Federal Rule of Civil Procedure 12(f) provides that "[t]he court may strike from a pleading an insufficient defense or any redundant, immaterial, impertinent, or scandalous matter." The purpose of a Rule 12(f) motion to strike is "to avoid the expenditure of time and money that must arise from litigating spurious issues by dispensing with those issues prior to trial." Whittlestone, Inc. v. Handi-Craft Co., 618 F.3d 970, 973 (9th Cir. 2010) (quoting Fantasy, Inc. v. Fogerty, 984 F.2d 1524, 1527 (9th Cir. 1993), rev'd on other grounds, Fogerty v. Fantasy, Inc., 510 U.S. 517 (1994)). In deciding a motion to strike, courts may not resolve disputed and substantial factual or legal issues. Id. And "[i]f the court is in doubt as to whether the challenged matter may raise an issue of fact or law, the motion to strike should be denied, leaving an assessment of the sufficiency of the allegations for adjudication on the merits." Sliger v. Prospect Mortg., LLC, 789 F.Supp.2d 1212, 1216 (E.D. Cal. 2011) (citing Whittlestone, Inc., 618 F.3d at 973). Rule 12(f) motions should not be used as a means to have certain portions of a complaint dismissed or to obtain summary judgment as to those portions, as these actions are better suited for a Rule 12(b)(6) motion or a Rule 56 motion. Whittlestone, Inc., 618 F.3d at 974.

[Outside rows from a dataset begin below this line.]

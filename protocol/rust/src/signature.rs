//! 设备签名：`sha256("{deviceCode}:{window}:{key}")`，10 秒时间窗，容忍前一个时间窗。

use sha2::{Digest, Sha256};
use subtle::ConstantTimeEq;

/// 签名时间窗长度（毫秒）。
pub const SIGNATURE_WINDOW_MS: u64 = 10_000;
/// 永久授权记录签名使用的时间字段占位。
pub const PERMANENT_TOKEN: &str = "permanent";

/// 将毫秒时间戳对齐到所在时间窗起点。
pub fn compute_window(now_ms: u64) -> u64 {
    now_ms / SIGNATURE_WINDOW_MS * SIGNATURE_WINDOW_MS
}

/// 计算指定时间窗的设备签名（小写 hex）。
pub fn sign(device_code: &str, window_ms: u64, key: &str) -> String {
    sha256_hex(&format!("{device_code}:{window_ms}:{key}"))
}

/// 以当前时间窗签名。
pub fn sign_current(device_code: &str, key: &str) -> String {
    sign(device_code, compute_window(crate::now_ms()), key)
}

/// 设备授权记录签名：时间字段为过期时间（毫秒）或 `permanent`。
pub fn sign_record(device_code: &str, expires_at_ms: Option<u64>, key: &str) -> String {
    match expires_at_ms {
        Some(ms) => sign(device_code, ms, key),
        None => sha256_hex(&format!("{device_code}:{PERMANENT_TOKEN}:{key}")),
    }
}

/// 使用当前时间校验设备签名。
pub fn verify(device_code: &str, candidate: &str, key: &str) -> bool {
    verify_at(device_code, candidate, key, crate::now_ms())
}

/// 在给定时间点校验设备签名：先当前时间窗，再前一个时间窗。
///
/// 任何长度或编码不符的候选签名都直接判定失败。
pub fn verify_at(device_code: &str, candidate: &str, key: &str, now_ms: u64) -> bool {
    let current = compute_window(now_ms);
    let previous = current.checked_sub(SIGNATURE_WINDOW_MS);

    [Some(current), previous]
        .into_iter()
        .flatten()
        .any(|window| constant_time_eq(candidate, &sign(device_code, window, key)))
}

/// 定长比较：长度不同也会完整比较一遍后返回 false。
pub fn constant_time_eq(a: &str, b: &str) -> bool {
    let max_len = a.len().max(b.len());
    let mut a_padded = vec![0u8; max_len];
    let mut b_padded = vec![0xFFu8; max_len];
    a_padded[..a.len()].copy_from_slice(a.as_bytes());
    b_padded[..b.len()].copy_from_slice(b.as_bytes());

    let lengths_equal = a.len().ct_eq(&b.len());
    let contents_equal = a_padded.ct_eq(&b_padded);
    (lengths_equal & contents_equal).into()
}

/// sha256 hex。
pub fn sha256_hex(value: &str) -> String {
    let digest = Sha256::digest(value.as_bytes());
    let mut out = String::with_capacity(digest.len() * 2);
    for byte in digest {
        use std::fmt::Write;
        let _ = write!(&mut out, "{byte:02x}");
    }
    out
}
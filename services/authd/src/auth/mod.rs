//! 鉴权模块：签名密钥解析。

pub(crate) mod secret;
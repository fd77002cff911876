//! 客户端 IP 与 UA 解析（反向代理头优先）。

use std::net::IpAddr;

use axum::http::{HeaderMap, header::USER_AGENT};

/// 按优先级尝试的代理头。
const FORWARD_HEADERS: [&str; 3] = ["x-real-ip", "x-client-ip", "cf-connecting-ip"];

/// 请求来源元数据。
#[derive(Debug, Clone, Eq, PartialEq)]
pub(crate) struct ClientMeta {
    pub(crate) ip: String,
    pub(crate) user_agent: String,
}

impl ClientMeta {
    pub(crate) fn from_headers(headers: &HeaderMap) -> Self {
        let user_agent = headers
            .get(USER_AGENT)
            .and_then(|value| value.to_str().ok())
            .map(str::trim)
            .filter(|value| !value.is_empty())
            .unwrap_or("unknown")
            .to_string();
        Self {
            ip: client_ip(headers),
            user_agent,
        }
    }

    #[cfg(test)]
    pub(crate) fn local() -> Self {
        Self {
            ip: "127.0.0.1".to_string(),
            user_agent: "test".to_string(),
        }
    }
}

/// 解析客户端 IP：`x-forwarded-for` 首项 > `x-real-ip` > `x-client-ip` > `cf-connecting-ip`。
pub(crate) fn client_ip(headers: &HeaderMap) -> String {
    let header = |name: &str| headers.get(name).and_then(|value| value.to_str().ok());

    if let Some(first) = header("x-forwarded-for").and_then(|raw| raw.split(',').next())
        && let Some(ip) = parse_ip(first)
    {
        return ip;
    }

    FORWARD_HEADERS
        .iter()
        .filter_map(|name| header(*name).and_then(parse_ip))
        .next()
        .unwrap_or_else(|| "unknown".to_string())
}

fn parse_ip(raw: &str) -> Option<String> {
    raw.trim().parse::<IpAddr>().ok().map(|ip| ip.to_string())
}

#[cfg(test)]
mod tests {
    use axum::http::{HeaderMap, HeaderValue};

    use super::{ClientMeta, client_ip};

    fn headers(pairs: &[(&'static str, &'static str)]) -> HeaderMap {
        let mut map = HeaderMap::new();
        for (name, value) in pairs {
            map.insert(*name, HeaderValue::from_static(value));
        }
        map
    }

    #[test]
    fn forwarded_for_first_entry_wins() {
        let map = headers(&[
            ("x-forwarded-for", "203.0.113.7, 10.0.0.1"),
            ("x-real-ip", "198.51.100.2"),
        ]);
        assert_eq!(client_ip(&map), "203.0.113.7");
    }

    #[test]
    fn invalid_values_fall_through_to_next_header() {
        let map = headers(&[
            ("x-forwarded-for", "unknown"),
            ("x-real-ip", "not-an-ip"),
            ("cf-connecting-ip", "2001:db8::1"),
        ]);
        assert_eq!(client_ip(&map), "2001:db8::1");
    }

    #[test]
    fn missing_headers_yield_unknown() {
        let meta = ClientMeta::from_headers(&HeaderMap::new());
        assert_eq!(meta.ip, "unknown");
        assert_eq!(meta.user_agent, "unknown");
    }
}
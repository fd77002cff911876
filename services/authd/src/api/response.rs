//! API 响应包裹。

use axum::{Json, http::StatusCode};
use serde::Serialize;

use super::error::ApiError;

/// 通用 API 成功/失败包裹结构。
#[derive(Debug, Serialize)]
#[serde(rename_all = "camelCase")]
pub(crate) struct ApiEnvelope<T>
where
    T: Serialize,
{
    pub(crate) ok: bool,
    pub(crate) code: String,
    pub(crate) message: String,
    pub(crate) suggestion: String,
    #[serde(skip_serializing_if = "Option::is_none")]
    pub(crate) data: Option<T>,
}

/// 接口返回类型。
pub(crate) type ApiReply<T> = (StatusCode, Json<ApiEnvelope<T>>);

/// 构造成功响应。
pub(crate) fn ok_response<T: Serialize>(
    status: StatusCode,
    message: impl Into<String>,
    suggestion: impl Into<String>,
    data: Option<T>,
) -> ApiReply<T> {
    (
        status,
        Json(ApiEnvelope {
            ok: true,
            code: "OK".to_string(),
            message: message.into(),
            suggestion: suggestion.into(),
            data,
        }),
    )
}

/// 成功时带 data 返回 200，失败时转换错误。
pub(crate) fn reply<T: Serialize>(
    result: Result<T, ApiError>,
    message: &str,
    suggestion: &str,
) -> ApiReply<T> {
    match result {
        Ok(data) => ok_response(StatusCode::OK, message, suggestion, Some(data)),
        Err(err) => err.into_response(),
    }
}
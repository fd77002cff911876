//! 设备码授权服务二进制入口：分发 CLI 或启动 HTTP 服务。

mod admin;
mod api;
mod app;
mod auth;
mod cli;
mod codes;
mod config;
mod device;
mod logging;
mod mail;
mod rebind;
mod registry;
mod state;

#[tokio::main]
/// 启动授权服务。
async fn main() -> anyhow::Result<()> {
    let args = std::env::args().skip(1).collect::<Vec<String>>();
    match cli::dispatch(&args)? {
        cli::CliDispatch::Run => {}
        cli::CliDispatch::Exit => return Ok(()),
    }

    let _log_runtime = logging::init("authd")?;
    app::run(config::Config::from_env()).await
}
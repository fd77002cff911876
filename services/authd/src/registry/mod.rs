//! 设备注册表：授权记录、系统设置与日志的持久化读写。

pub(crate) mod ops;
pub(crate) mod store;
//! HTTP 接口公共部分：错误、响应包裹、请求/持久化类型与客户端 IP 解析。

pub(crate) mod client_ip;
pub(crate) mod error;
pub(crate) mod response;
pub(crate) mod types;
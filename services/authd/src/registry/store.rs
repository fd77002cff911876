//! 注册表文件读写。

use std::{fs, path::Path};

use crate::api::types::{Registry, SystemSettings};

/// 加载注册表；文件不存在时返回带初始设置的新注册表。
pub(crate) fn load_registry(path: &Path, seed: SystemSettings) -> Result<Registry, String> {
    if !path.exists() {
        return Ok(Registry::new(seed));
    }
    let raw = fs::read(path).map_err(|err| format!("read registry failed: {err}"))?;
    serde_json::from_slice(&raw).map_err(|err| format!("decode registry failed: {err}"))
}

/// 持久化注册表（先写临时文件再替换）。
pub(crate) fn persist_registry(path: &Path, registry: &Registry) -> Result<(), String> {
    if let Some(parent) = path.parent() {
        fs::create_dir_all(parent).map_err(|err| format!("create registry dir failed: {err}"))?;
    }
    let encoded = serde_json::to_vec_pretty(registry)
        .map_err(|err| format!("encode registry failed: {err}"))?;
    let tmp = path.with_extension("json.tmp");
    fs::write(&tmp, encoded).map_err(|err| format!("write registry failed: {err}"))?;
    fs::rename(&tmp, path).map_err(|err| format!("replace registry failed: {err}"))
}

#[cfg(test)]
pub(crate) fn temp_registry_path(tag: &str) -> std::path::PathBuf {
    std::env::temp_dir()
        .join(format!("dc-authd-{tag}-{}", uuid::Uuid::new_v4().simple()))
        .join("registry.json")
}
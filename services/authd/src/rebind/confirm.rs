//! 确认换绑：校验邮箱验证码后把授权转移到新设备码。

use axum::http::StatusCode;
use dc_shared_protocol::now_rfc3339_nanos;
use tracing::{info, warn};

use crate::{
    api::{
        client_ip::ClientMeta,
        error::{ApiError, code_rejection_to_api},
        types::{RebindConfirmData, RebindConfirmRequest, RebindRecord},
    },
    registry::ops::NewDevice,
    state::{AppState, missing_field},
};

/// 换绑历史中的原因字段。
const REBIND_REASON: &str = "邮箱验证换绑";

impl AppState {
    /// 校验邮箱验证码并完成换绑。
    pub(crate) async fn confirm_rebind(
        &self,
        req: &RebindConfirmRequest,
        meta: &ClientMeta,
    ) -> Result<RebindConfirmData, ApiError> {
        let old_code = req.old_device_code.trim();
        let new_code = req.new_device_code.trim();
        let email_code = req.email_code.trim();
        let mut registry = self.registry.write().await;

        if old_code.is_empty() || new_code.is_empty() || email_code.is_empty() {
            return Err(self.reject(
                &mut registry,
                meta,
                old_code,
                missing_field("设备码和邮箱验证码不能为空"),
            ));
        }

        let payload = match self.rebind_codes.verify(old_code, new_code, email_code) {
            Ok(payload) => payload,
            Err(err) => {
                return Err(self.reject(
                    &mut registry,
                    meta,
                    old_code,
                    code_rejection_to_api(err, StatusCode::BAD_REQUEST),
                ));
            }
        };

        let old = self.check_rebind_pair(
            &mut registry,
            meta,
            old_code,
            new_code,
            req.signature.trim(),
        )?;

        let key = self.resolve_key(&registry, None);
        let mut new_record = NewDevice {
            device_code: new_code.to_string(),
            device_name: old.device_name.clone(),
            qq_number: old.qq_number.clone(),
            expires_at: old.expires_at,
            authorized_by: old.authorized_by.clone(),
        }
        .into_record(&key.key);
        new_record.is_permanent = old.is_permanent;

        let history = RebindRecord {
            old_device_code: old_code.to_string(),
            new_device_code: new_code.to_string(),
            reason: REBIND_REASON.to_string(),
            ip_address: meta.ip.clone(),
            user_agent: meta.user_agent.clone(),
            created_at: now_rfc3339_nanos(),
        };

        // 先在副本上完成转移并落盘，成功后再替换内存注册表。
        let mut next = registry.clone();
        let applied = next
            .transfer_device(new_record, history)
            .map_err(|err| {
                ApiError::new(
                    StatusCode::CONFLICT,
                    "REBIND_CONFLICT",
                    err,
                    "请刷新后重试",
                )
            })
            .and_then(|()| self.persist(&next));
        if let Err(err) = applied {
            let masked_email = payload.masked_email.clone();
            self.rebind_codes.restore(email_code, payload);
            warn!(
                old_device = old_code,
                new_device = new_code,
                masked_email = %masked_email,
                "rebind not applied: {}",
                err.message
            );
            return Err(self.reject(&mut registry, meta, old_code, err));
        }
        *registry = next;

        self.log_verification(
            &mut registry,
            meta,
            old_code,
            true,
            Some(format!("设备码换绑成功，新设备码：{new_code}")),
        );
        info!(
            old_device = old_code,
            new_device = new_code,
            masked_email = %payload.masked_email,
            "device rebound"
        );

        Ok(RebindConfirmData {
            old_device_code: old_code.to_string(),
            new_device_code: new_code.to_string(),
            device_name: old.device_name,
            qq_number: old.qq_number,
            is_permanent: old.is_permanent,
            expires_at: old.expires_at,
            authorized_by: old.authorized_by,
        })
    }
}

#[cfg(test)]
mod tests {
    use std::sync::Arc;

    use axum::http::StatusCode;
    use dc_shared_protocol::{compute_window, sign};

    use crate::{
        api::{
            client_ip::ClientMeta,
            types::{RebindConfirmRequest, RebindSendCodeRequest, SystemSettings},
        },
        registry::{ops::NewDevice, store::temp_registry_path},
        state::{
            AppState,
            test_support::{RecordingMailer, TEST_NOW_MS, test_state},
        },
    };

    const KEY: &str = "rebind-secret";

    async fn state_with_device(tag: &str, mailer: Arc<RecordingMailer>) -> AppState {
        let settings = SystemSettings {
            secret_key: Some(KEY.to_string()),
            ..SystemSettings::default()
        };
        let (state, _clock) = test_state(tag, settings, mailer);
        let record = NewDevice {
            device_code: "OLD".to_string(),
            device_name: Some("office pc".to_string()),
            qq_number: Some("123456789".to_string()),
            expires_at: Some(TEST_NOW_MS + 86_400_000),
            authorized_by: "admin".to_string(),
        }
        .into_record(KEY);
        state
            .registry
            .write()
            .await
            .add_device(record)
            .expect("register old device");
        state
    }

    fn old_signature() -> String {
        sign("OLD", compute_window(TEST_NOW_MS), KEY)
    }

    fn send_req(new: &str) -> RebindSendCodeRequest {
        RebindSendCodeRequest {
            old_device_code: "OLD".to_string(),
            new_device_code: new.to_string(),
            signature: old_signature(),
        }
    }

    fn confirm_req(new: &str, code: &str) -> RebindConfirmRequest {
        RebindConfirmRequest {
            old_device_code: "OLD".to_string(),
            new_device_code: new.to_string(),
            email_code: code.to_string(),
            signature: old_signature(),
        }
    }

    #[tokio::test]
    async fn full_rebind_flow_moves_authorization() {
        let mailer = Arc::new(RecordingMailer::default());
        let state = state_with_device("rebind-flow", mailer.clone()).await;
        let meta = ClientMeta::local();

        let sent = state
            .send_rebind_code(&send_req("NEW"), &meta)
            .await
            .expect("send code");
        assert_eq!(sent.masked_email, "12***9@qq.com");
        assert_eq!(sent.device_name.as_deref(), Some("office pc"));
        let code = mailer.last_code().expect("mail recorded");
        assert_eq!(code.len(), 6);

        let done = state
            .confirm_rebind(&confirm_req("NEW", &code), &meta)
            .await
            .expect("confirm");
        assert_eq!(done.new_device_code, "NEW");
        assert!(!done.is_permanent);

        let registry = state.registry.read().await;
        assert!(registry.device("OLD").is_none());
        let new = registry.device("NEW").expect("new device");
        assert_eq!(new.qq_number.as_deref(), Some("123456789"));
        assert_eq!(new.verify_count, 0);
        assert_eq!(registry.rebind_history.len(), 1);
        assert_eq!(state.rebind_codes.len(), 0);
    }

    #[tokio::test]
    async fn wrong_code_keeps_pending_code() {
        let mailer = Arc::new(RecordingMailer::default());
        let state = state_with_device("rebind-wrong", mailer.clone()).await;
        let meta = ClientMeta::local();
        state
            .send_rebind_code(&send_req("NEW"), &meta)
            .await
            .expect("send code");
        let code = mailer.last_code().expect("mail recorded");
        let wrong = if code == "111111" { "222222" } else { "111111" };

        let err = state
            .confirm_rebind(&confirm_req("NEW", wrong), &meta)
            .await
            .expect_err("wrong code");
        assert_eq!(err.code, "CODE_MISMATCH");
        assert_eq!(err.status, StatusCode::BAD_REQUEST);

        assert!(
            state
                .confirm_rebind(&confirm_req("NEW", &code), &meta)
                .await
                .is_ok()
        );
    }

    #[tokio::test]
    async fn confirm_without_code_reports_not_found() {
        let state = state_with_device("rebind-none", Arc::new(RecordingMailer::default())).await;
        let err = state
            .confirm_rebind(&confirm_req("NEW", "123456"), &ClientMeta::local())
            .await
            .expect_err("no pending code");
        assert_eq!(err.code, "CODE_NOT_FOUND");
    }

    #[tokio::test]
    async fn send_code_rejects_bad_signature_and_taken_target() {
        let state = state_with_device("rebind-checks", Arc::new(RecordingMailer::default())).await;
        let meta = ClientMeta::local();

        let mut bad = send_req("NEW");
        bad.signature = sign("OLD", compute_window(TEST_NOW_MS), "other-key");
        let err = state
            .send_rebind_code(&bad, &meta)
            .await
            .expect_err("bad signature");
        assert_eq!(err.code, "SIGNATURE_INVALID");

        let err = state
            .send_rebind_code(&send_req("OLD"), &meta)
            .await
            .expect_err("target taken");
        assert_eq!(err.code, "DEVICE_EXISTS");

        let mut unknown = send_req("NEW");
        unknown.old_device_code = "GHOST".to_string();
        let err = state
            .send_rebind_code(&unknown, &meta)
            .await
            .expect_err("unknown old device");
        assert_eq!(err.status, StatusCode::NOT_FOUND);
        assert_eq!(state.rebind_codes.len(), 0);
    }

    #[tokio::test]
    async fn mail_failure_is_reported() {
        let mailer = Arc::new(RecordingMailer {
            fail: true,
            ..RecordingMailer::default()
        });
        let state = state_with_device("rebind-mail", mailer).await;
        let err = state
            .send_rebind_code(&send_req("NEW"), &ClientMeta::local())
            .await
            .expect_err("mail failure");
        assert_eq!(err.code, "MAIL_SEND_FAILED");
        assert_eq!(err.status, StatusCode::INTERNAL_SERVER_ERROR);
    }

    #[tokio::test]
    async fn device_without_qq_cannot_request_code() {
        let state = state_with_device("rebind-noqq", Arc::new(RecordingMailer::default())).await;
        if let Some(device) = state.registry.write().await.devices.get_mut("OLD") {
            device.qq_number = None;
        }
        let err = state
            .send_rebind_code(&send_req("NEW"), &ClientMeta::local())
            .await
            .expect_err("no qq");
        assert_eq!(err.code, "QQ_NOT_BOUND");
    }

    #[tokio::test]
    async fn failed_persist_leaves_registry_and_code_untouched() {
        let mailer = Arc::new(RecordingMailer::default());
        let mut state = state_with_device("rebind-readonly", mailer.clone()).await;
        let blocker = temp_registry_path("rebind-blocker");
        std::fs::create_dir_all(blocker.parent().expect("parent")).expect("mkdir");
        std::fs::write(&blocker, b"not a directory").expect("write blocker");
        state.registry_path = Arc::new(blocker.join("registry.json"));
        let meta = ClientMeta::local();

        state
            .send_rebind_code(&send_req("NEW"), &meta)
            .await
            .expect("send code");
        let code = mailer.last_code().expect("mail recorded");

        let err = state
            .confirm_rebind(&confirm_req("NEW", &code), &meta)
            .await
            .expect_err("persist must fail");
        assert_eq!(err.status, StatusCode::INTERNAL_SERVER_ERROR);
        {
            let registry = state.registry.read().await;
            assert!(registry.device("OLD").is_some());
            assert!(registry.device("NEW").is_none());
            assert!(registry.rebind_history.is_empty());
        }
        assert_eq!(state.rebind_codes.len(), 1);

        state.registry_path = Arc::new(temp_registry_path("rebind-writable"));
        let done = state
            .confirm_rebind(&confirm_req("NEW", &code), &meta)
            .await
            .expect("retry with same code");
        assert_eq!(done.new_device_code, "NEW");
    }
}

An allegation is "immaterial" it if "has no essential or important relationship to the claim for relief or the defenses being pleaded." See Fogerty, 984 F.2d at 1527 (quoting 5A Charles A. Wright & Arthur R. Miller, Federal Practice and Procedure § 1382, at 706-07 (1990)). "Impertinent" matters consist of statements that do not pertain, and are not necessary, to the issues in question. Id. The concepts of "impertinent" and "immaterial" matters have considerable overlap. See 5C Charles Alan Wright, Arthur R. Miller & Richard L. Marcus, Federal Practice and Procedure, § 1382, 463-64 (3d ed. 2010). An allegation is "scandalous" if it improperly casts a "cruelly derogatory light" on someone, most typically on a party to the action. In re 2TheMart.com, Inc. Sec. Litig., 114 F.Supp.2d 955, 965 (C.D.Cal. 2000); see also 5C Wright et al., supra, § 1382 at 465-66 ("It is not enough that the matter offends the sensibilities of the objecting party if the challenged allegations describe acts or events that are relevant to the action.").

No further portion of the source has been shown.